Billingford or Pirleston is a village in the civil parish of Scole, in the South Norfolk district of the county of Norfolk, England. It is 19.4 mi south-west of Norwich and 2.9 mi south-east of Diss.

== History ==
The origin of the name 'Billingford' is uncertain, although it is certainly of Anglo-Saxon origin. The village is listed in the Domesday Book of 1086 as consisting of 21 households in the hundred of Earsham. At the time, Billingford was divided between the estates of the Abbey of St. Etheldreda, Ely and Roger of Rames.

Within the village is Billingford Windmill, which dates from the 18th-century and is in working order. This structure is Grade II listed.
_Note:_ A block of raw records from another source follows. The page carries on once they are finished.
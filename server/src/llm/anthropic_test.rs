use super::*;

fn make_response(content: serde_json::Value) -> String {
    serde_json::json!({
        "id": "msg_123",
        "type": "message",
        "role": "assistant",
        "content": content,
        "model": "claude-sonnet-4-5-20250929",
        "stop_reason": "end_turn",
        "usage": { "input_tokens": 100, "output_tokens": 50 }
    })
    .to_string()
}

#[test]
fn parse_text_response() {
    let json = make_response(serde_json::json!([
        { "type": "text", "text": "{\"answer\":\"IPv6 uses 128-bit addresses.\"}" }
    ]));
    let resp = parse_response(&json).unwrap();
    assert_eq!(resp.content.len(), 1);
    assert_eq!(resp.text(), "{\"answer\":\"IPv6 uses 128-bit addresses.\"}");
    assert_eq!(resp.model, "claude-sonnet-4-5-20250929");
    assert_eq!(resp.stop_reason, "end_turn");
    assert_eq!(resp.input_tokens, 100);
    assert_eq!(resp.output_tokens, 50);
}

#[test]
fn parse_unknown_content_filtered() {
    let json = make_response(serde_json::json!([
        { "type": "text", "text": "hi" },
        { "type": "some_future_type", "data": {} }
    ]));
    let resp = parse_response(&json).unwrap();
    assert_eq!(resp.content.len(), 1);
    assert!(matches!(&resp.content[0], ContentBlock::Text { .. }));
}

#[test]
fn parse_thinking_blocks_are_filtered() {
    let json = make_response(serde_json::json!([
        { "type": "thinking", "thinking": "Let me think..." },
        { "type": "text", "text": "Here is my answer" }
    ]));
    let resp = parse_response(&json).unwrap();
    assert_eq!(resp.content.len(), 1);
    assert!(matches!(&resp.content[0], ContentBlock::Text { text } if text == "Here is my answer"));
}

#[test]
fn parse_missing_stop_reason_defaults_to_end_turn() {
    let json = serde_json::json!({
        "content": [{ "type": "text", "text": "ok" }],
        "model": "claude",
        "stop_reason": null,
        "usage": { "input_tokens": 1, "output_tokens": 1 }
    })
    .to_string();
    let resp = parse_response(&json).unwrap();
    assert_eq!(resp.stop_reason, "end_turn");
}

#[test]
fn parse_invalid_json() {
    let err = parse_response("not json").unwrap_err();
    assert!(matches!(err, LlmError::ApiParse(_)));
}

#[test]
fn request_omits_empty_system() {
    let messages = [Message::user("What is IPv6?")];
    let body = ApiRequest { model: "claude", max_tokens: 16, system: "", messages: &messages };
    let json = serde_json::to_value(&body).unwrap();
    assert!(json.get("system").is_none());
    assert_eq!(json["messages"][0]["role"], "user");
    assert_eq!(json["messages"][0]["content"], "What is IPv6?");
}

#[test]
fn request_includes_system_when_present() {
    let messages = [Message::user("q")];
    let body = ApiRequest { model: "claude", max_tokens: 16, system: "be brief", messages: &messages };
    let json = serde_json::to_value(&body).unwrap();
    assert_eq!(json["system"], "be brief");
    assert_eq!(json["max_tokens"], 16);
}
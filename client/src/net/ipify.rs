//! IP lookup client for the connectivity check.
//!
//! SYSTEM CONTEXT
//! ==============
//! Runs in the browser: the point is to observe the visitor's own network
//! path, so the requests must leave from the visitor's machine. Both lookups
//! are put in flight together and each settles on its own; one endpoint's
//! failure never masks the other's answer.
//!
//! The dual-stack endpoint answers over whichever family the browser picked.
//! An IPv6 literal from it proves an IPv6 path; an IPv4 literal proves only
//! IPv4, so it is filed under IPv4 instead.

#[cfg(test)]
#[path = "ipify_test.rs"]
mod ipify_test;

use std::net::IpAddr;

/// Resolves over IPv4 only.
pub const IPV4_ENDPOINT: &str = "https://api.ipify.org?format=json";
/// Resolves over IPv6 when the caller has a working IPv6 path, IPv4 otherwise.
pub const IPV64_ENDPOINT: &str = "https://api64.ipify.org?format=json";

/// Why a single lookup produced no address.
#[derive(Clone, Debug, PartialEq, Eq, thiserror::Error)]
pub enum LookupError {
    #[error("request failed: {0}")]
    Transport(String),
    #[error("lookup returned status {0}")]
    Status(u16),
    #[error("response body unreadable: {0}")]
    Body(String),
    #[error("not an IP address: {0:?}")]
    NotAnAddress(String),
}

/// Both lookups failed; the visitor is probably offline.
#[derive(Clone, Debug, PartialEq, Eq, thiserror::Error)]
#[error("both address lookups failed (IPv4: {ipv4}; IPv6: {ipv6})")]
pub struct ConnectivityError {
    pub ipv4: LookupError,
    pub ipv6: LookupError,
}

/// Per-protocol outcome. `None` means that protocol looked unsupported.
#[derive(Clone, Debug, Default, PartialEq, Eq)]
pub struct LookupReport {
    pub ipv4: Option<String>,
    pub ipv6: Option<String>,
}

/// Fetches the `ip` field from one lookup endpoint.
#[allow(async_fn_in_trait)]
pub trait AddressFetcher {
    /// # Errors
    ///
    /// Returns a [`LookupError`] for transport failures, non-2xx statuses, or
    /// an undecodable body.
    async fn fetch_ip(&self, url: &str) -> Result<String, LookupError>;
}

/// Run both lookups concurrently and combine their settled results.
///
/// # Errors
///
/// Returns [`ConnectivityError`] only when both lookups fail.
pub async fn check_connectivity<F: AddressFetcher>(fetcher: &F) -> Result<LookupReport, ConnectivityError> {
    let (ipv4, ipv64) = futures::join!(lookup(fetcher, IPV4_ENDPOINT), lookup(fetcher, IPV64_ENDPOINT));
    settle(ipv4, ipv64)
}

async fn lookup<F: AddressFetcher>(fetcher: &F, url: &str) -> Result<IpAddr, LookupError> {
    let raw = fetcher.fetch_ip(url).await?;
    raw.trim()
        .parse::<IpAddr>()
        .map_err(|_| LookupError::NotAnAddress(raw))
}

fn settle(
    ipv4: Result<IpAddr, LookupError>,
    ipv64: Result<IpAddr, LookupError>,
) -> Result<LookupReport, ConnectivityError> {
    #[cfg(feature = "hydrate")]
    {
        if let Err(e) = &ipv4 {
            log::warn!("IPv4 lookup failed: {e}");
        }
        if let Err(e) = &ipv64 {
            log::warn!("IPv6 lookup failed: {e}");
        }
    }

    let (ipv4, ipv64) = match (ipv4, ipv64) {
        (Err(ipv4), Err(ipv6)) => return Err(ConnectivityError { ipv4, ipv6 }),
        pair => pair,
    };

    let mut report = LookupReport {
        ipv4: ipv4.ok().filter(IpAddr::is_ipv4).map(|a| a.to_string()),
        ipv6: None,
    };
    match ipv64 {
        Ok(addr @ IpAddr::V6(_)) => report.ipv6 = Some(addr.to_string()),
        Ok(addr @ IpAddr::V4(_)) => {
            if report.ipv4.is_none() {
                report.ipv4 = Some(addr.to_string());
            }
        }
        Err(_) => {}
    }
    Ok(report)
}

// =============================================================================
// BROWSER FETCHER
// =============================================================================

/// `gloo-net` fetcher used by the hydrated UI.
#[cfg(feature = "hydrate")]
pub struct BrowserFetcher;

#[cfg(feature = "hydrate")]
impl AddressFetcher for BrowserFetcher {
    async fn fetch_ip(&self, url: &str) -> Result<String, LookupError> {
        let resp = gloo_net::http::Request::get(url)
            .send()
            .await
            .map_err(|e| LookupError::Transport(e.to_string()))?;
        if !resp.ok() {
            return Err(LookupError::Status(resp.status()));
        }
        let body: super::types::IpResponse = resp
            .json()
            .await
            .map_err(|e| LookupError::Body(e.to_string()))?;
        Ok(body.ip)
    }
}
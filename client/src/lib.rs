//! # ipv6insight-ui
//!
//! Leptos + WASM frontend for IPv6Insight: a browser-side IPv6 connectivity
//! test, regional adoption charts, and an AI assistant backed by the server's
//! `/api/ask` endpoint.
//!
//! The `ssr` feature renders the same components on the server; `hydrate`
//! builds the WASM bundle that takes over in the browser.

pub mod app;
pub mod components;
pub mod net;
pub mod pages;
pub mod state;
pub mod util;

/// WASM entry point invoked by the hydration script.
#[cfg(feature = "hydrate")]
#[wasm_bindgen::prelude::wasm_bindgen]
pub fn hydrate() {
    console_error_panic_hook::set_once();
    let _ = console_log::init_with_level(log::Level::Info);
    leptos::mount::hydrate_body(app::App);
}
//! Toast viewport and the helper that schedules auto-dismissal.

use leptos::prelude::*;

use crate::state::toast::{ToastState, ToastVariant};
#[cfg(feature = "hydrate")]
use crate::state::toast::TOAST_DURATION_MS;

/// Show a toast and dismiss it after [`TOAST_DURATION_MS`] in the browser.
pub fn show_toast(toasts: RwSignal<ToastState>, title: &str, description: &str, variant: ToastVariant) {
    let id = toasts.try_update(|t| t.push(title, description, variant));

    #[cfg(feature = "hydrate")]
    if let Some(id) = id {
        leptos::task::spawn_local(async move {
            gloo_timers::future::sleep(std::time::Duration::from_millis(u64::from(TOAST_DURATION_MS))).await;
            toasts.update(|t| t.dismiss(id));
        });
    }
    #[cfg(not(feature = "hydrate"))]
    let _ = id;
}

/// Fixed-position stack of active toasts.
#[component]
pub fn Toaster() -> impl IntoView {
    let toasts = expect_context::<RwSignal<ToastState>>();

    view! {
        <ol class="toaster" aria-live="polite">
            {move || {
                toasts
                    .get()
                    .toasts
                    .into_iter()
                    .map(|toast| {
                        let id = toast.id;
                        let destructive = toast.variant == ToastVariant::Destructive;
                        view! {
                            <li class="toast" class:toast--destructive=destructive role="status">
                                <div class="toast__text">
                                    <strong class="toast__title">{toast.title}</strong>
                                    <p class="toast__description">{toast.description}</p>
                                </div>
                                <button
                                    class="toast__close"
                                    aria-label="Dismiss"
                                    on:click=move |_| toasts.update(|t| t.dismiss(id))
                                >
                                    "×"
                                </button>
                            </li>
                        }
                    })
                    .collect::<Vec<_>>()
            }}
        </ol>
    }
}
Lieutenant Gordon Flowerdew, who was born in the village, was a Canadian recipient of the Victoria Cross. Flowerdew was killed directing a cavalry charge of C Squadron of Lord Strathcona's Horse on the Western Front of the First World War on 31 March 1918.

== Geography ==
Billingford village is located on the A143 road from Great Yarmouth to Haverhill and is close to the banks of the River Waveney. Amenities within the village include a public house. In 1931, the parish had a population of 150. On 1 April 1935, Billingford parish was merged with Scole.

== Church ==
Billingford's parish church is dedicated to Saint Leonard and lays on a small hill to the north of the village. The church was constructed in early Sixteenth Century, with its construction being interrupted and changed during the English Reformation. The church contains a Medieval font and poppyhead with further additions to the church being made in the Seventeenth and Nineteenth Centuries.

== Governance ==
Billingford is part of the electoral ward of Beck Vale, Dickleburgh and Scole for local elections and is part of the district of South Norfolk. It is part of the Waveney Valley parliamentary constituency.